**WHAT IS NEEDED:**
Every line of the material that mentions the word "before" should be copied out.

**INFORMATION GIVEN:**
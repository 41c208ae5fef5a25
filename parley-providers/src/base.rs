//! Base trait for LLM providers

use async_trait::async_trait;
use parley_core::session::{Role, Turn};
use serde::{Deserialize, Serialize};
use thiserror::Error;

/// Error type for provider operations
#[derive(Error, Debug)]
pub enum ProviderError {
    #[error("HTTP request failed: {0}")]
    HttpError(#[from] reqwest::Error),

    #[error("JSON parsing failed: {0}")]
    JsonError(#[from] serde_json::Error),

    #[error("Invalid response: {0}")]
    InvalidResponse(String),

    #[error("Rate limited: {0}")]
    RateLimited(String),

    #[error("API error: {0}")]
    ApiError(String),

    #[error("Configuration error: {0}")]
    ConfigError(String),
}

pub type ProviderResult<T> = Result<T, ProviderError>;

/// Token usage reported by the provider
#[derive(Debug, Clone, Copy, Default, PartialEq, Eq, Serialize, Deserialize)]
pub struct Usage {
    #[serde(default)]
    pub input_tokens: u64,
    #[serde(default)]
    pub output_tokens: u64,
}

/// Response from an LLM provider
#[derive(Debug, Clone, PartialEq, Eq)]
pub struct LLMResponse {
    /// Text of the first content block
    pub content: String,
    pub stop_reason: Option<String>,
    pub usage: Usage,
}

/// A message in the chat conversation
#[derive(Debug, Clone, PartialEq, Eq, Serialize, Deserialize)]
pub struct Message {
    pub role: Role,
    pub content: String,
}

impl Message {
    /// Create a user message
    pub fn user(content: impl Into<String>) -> Self {
        Self {
            role: Role::User,
            content: content.into(),
        }
    }

    /// Create an assistant message
    pub fn assistant(content: impl Into<String>) -> Self {
        Self {
            role: Role::Assistant,
            content: content.into(),
        }
    }
}

impl From<&Turn> for Message {
    fn from(turn: &Turn) -> Self {
        Self {
            role: turn.role,
            content: turn.content.clone(),
        }
    }
}

/// Trait for LLM providers
#[async_trait]
pub trait LLMProvider: Send + Sync {
    /// Send a chat completion request.
    ///
    /// `messages` is the whole conversation in order; `system` travels
    /// separately from it. `model` falls back to the provider default.
    async fn chat(
        &self,
        messages: Vec<Message>,
        system: Option<String>,
        model: Option<String>,
        max_tokens: u32,
    ) -> ProviderResult<LLMResponse>;

    /// Get the default model for this provider
    fn get_default_model(&self) -> String;
}
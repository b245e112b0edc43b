pub mod loader;
pub mod table;

pub use loader::{load_csv, read_csv};
pub use table::{ANOMALY_COLUMN, Column, TableError, TimeSeriesTable};
//! Unit tests for the selection state holder.
//!
//! Run with: cargo test --test selection_unit_test

mod common;

use common::{date, sensors};
use sensor_dashboard::dashboard::{DashboardError, SelectionEvent, SelectionHolder};

fn holder() -> SelectionHolder {
    SelectionHolder::new(sensors(), date(6), date(8)).unwrap()
}

#[test]
fn defaults_to_first_sensor_and_full_span() {
    let holder = holder();
    let state = holder.state();
    assert_eq!(state.selected_sensor, "S1");
    assert_eq!(state.range_start, date(6));
    assert_eq!(state.range_end, date(8));
}

#[test]
fn empty_catalog_is_rejected() {
    let result = SelectionHolder::new(vec![], date(6), date(8));
    assert!(matches!(result, Err(DashboardError::EmptyCatalog)));
}

#[test]
fn set_sensor_accepts_every_catalog_sensor() {
    let mut holder = holder();
    for sensor in sensors() {
        holder.set_sensor(&sensor).unwrap();
        assert_eq!(holder.state().selected_sensor, sensor);
    }
}

#[test]
fn unknown_sensor_leaves_state_untouched() {
    let mut holder = holder();
    let mut rx = holder.subscribe();
    let before = holder.state().clone();

    let err = holder.set_sensor("S9").unwrap_err();

    assert_eq!(err, DashboardError::InvalidSensor("S9".to_string()));
    assert_eq!(holder.state(), &before);
    assert!(!rx.has_changed().unwrap());
    assert_eq!(*rx.borrow_and_update(), before);
}

#[test]
fn range_dates_are_clamped_to_table_bounds() {
    let mut holder = holder();

    holder.set_range_start(date(1));
    assert_eq!(holder.state().range_start, date(6));
    holder.set_range_start(date(30));
    assert_eq!(holder.state().range_start, date(8));

    holder.set_range_end(date(30));
    assert_eq!(holder.state().range_end, date(8));
    holder.set_range_end(date(2));
    assert_eq!(holder.state().range_end, date(6));

    holder.set_range_start(date(7));
    assert_eq!(holder.state().range_start, date(7));
}

#[test]
fn start_may_pass_end() {
    let mut holder = holder();
    holder.set_range_end(date(6));
    holder.set_range_start(date(8));
    assert!(holder.state().range_start > holder.state().range_end);
}

#[test]
fn each_setter_publishes_once() {
    let mut holder = holder();
    let mut rx = holder.subscribe();
    assert!(!rx.has_changed().unwrap());

    holder.set_sensor("S2").unwrap();
    assert!(rx.has_changed().unwrap());
    assert_eq!(rx.borrow_and_update().selected_sensor, "S2");
    assert!(!rx.has_changed().unwrap());

    holder.set_range_start(date(7));
    assert!(rx.has_changed().unwrap());
    assert_eq!(rx.borrow_and_update().range_start, date(7));

    holder.set_range_end(date(7));
    assert!(rx.has_changed().unwrap());
    assert_eq!(rx.borrow_and_update().range_end, date(7));
    assert!(!rx.has_changed().unwrap());
}

#[test]
fn apply_dispatches_events() {
    let mut holder = holder();

    holder.apply(SelectionEvent::Sensor("S2".to_string())).unwrap();
    holder.apply(SelectionEvent::RangeStart(date(7))).unwrap();
    holder.apply(SelectionEvent::RangeEnd(date(7))).unwrap();

    let state = holder.state();
    assert_eq!(state.selected_sensor, "S2");
    assert_eq!(state.range_start, date(7));
    assert_eq!(state.range_end, date(7));

    assert!(holder.apply(SelectionEvent::Sensor("nope".to_string())).is_err());
}

#[test]
fn events_deserialize_from_json() {
    let event: SelectionEvent = serde_json::from_str(r#"{"type":"sensor","value":"S2"}"#).unwrap();
    assert_eq!(event, SelectionEvent::Sensor("S2".to_string()));

    let event: SelectionEvent =
        serde_json::from_str(r#"{"type":"range_start","value":"2014-01-07"}"#).unwrap();
    assert_eq!(event, SelectionEvent::RangeStart(date(7)));

    let event: SelectionEvent =
        serde_json::from_str(r#"{"type":"range_end","value":"2014-01-08"}"#).unwrap();
    assert_eq!(event, SelectionEvent::RangeEnd(date(8)));
}
use axum::{
    Json,
    extract::{State, rejection::JsonRejection},
    response::sse::{Event, KeepAlive, Sse},
};
use tokio_stream::{Stream, StreamExt, wrappers::WatchStream};

use crate::common::AppState;
use crate::dashboard::{DashboardSnapshot, SelectionEvent};
use crate::error::{AppError, AppResult};

/// Get the current chart
///
/// Returns the selection together with the chart rendered for it. A failed
/// render is reported in the chart's `status` field, not as an HTTP error.
#[utoipa::path(
    get,
    path = "/api/chart",
    responses(
        (status = 200, description = "Chart retrieved successfully", body = DashboardSnapshot),
    ),
    tag = "dashboard"
)]
pub async fn get_chart(State(state): State<AppState>) -> Json<DashboardSnapshot> {
    Json(state.dashboard.lock().await.snapshot())
}

/// Apply a selection change
///
/// Accepts one control event (sensor, range start or range end) and returns
/// the re-rendered chart. Out-of-bounds dates are clamped.
#[utoipa::path(
    post,
    path = "/api/selection",
    request_body = SelectionEvent,
    responses(
        (status = 200, description = "Selection applied", body = DashboardSnapshot),
        (status = 400, description = "Unknown sensor or malformed event"),
    ),
    tag = "dashboard"
)]
pub async fn post_selection(
    State(state): State<AppState>,
    event: Result<Json<SelectionEvent>, JsonRejection>,
) -> AppResult<Json<DashboardSnapshot>> {
    let Json(event) = event.map_err(|e| AppError::BadRequest(e.body_text()))?;
    let mut dashboard = state.dashboard.lock().await;
    let snapshot = dashboard.apply(event)?;
    Ok(Json(snapshot))
}

/// Stream chart updates
///
/// Server-sent events; one `snapshot` event per render, starting with the
/// current one.
#[utoipa::path(
    get,
    path = "/api/stream",
    responses(
        (status = 200, description = "Event stream of snapshots", content_type = "text/event-stream"),
    ),
    tag = "dashboard"
)]
pub async fn stream_snapshots(
    State(state): State<AppState>,
) -> Sse<impl Stream<Item = Result<Event, axum::Error>>> {
    let rx = state.dashboard.lock().await.subscribe();

    let stream = WatchStream::new(rx)
        .map(|snapshot| Event::default().event("snapshot").json_data(&snapshot));

    Sse::new(stream).keep_alive(KeepAlive::default())
}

**RESPONSE TO THE EXERCISE:**
    let before = holder.state().clone();
    assert_eq!(holder.state(), &before);
    assert_eq!(*rx.borrow_and_update(), before);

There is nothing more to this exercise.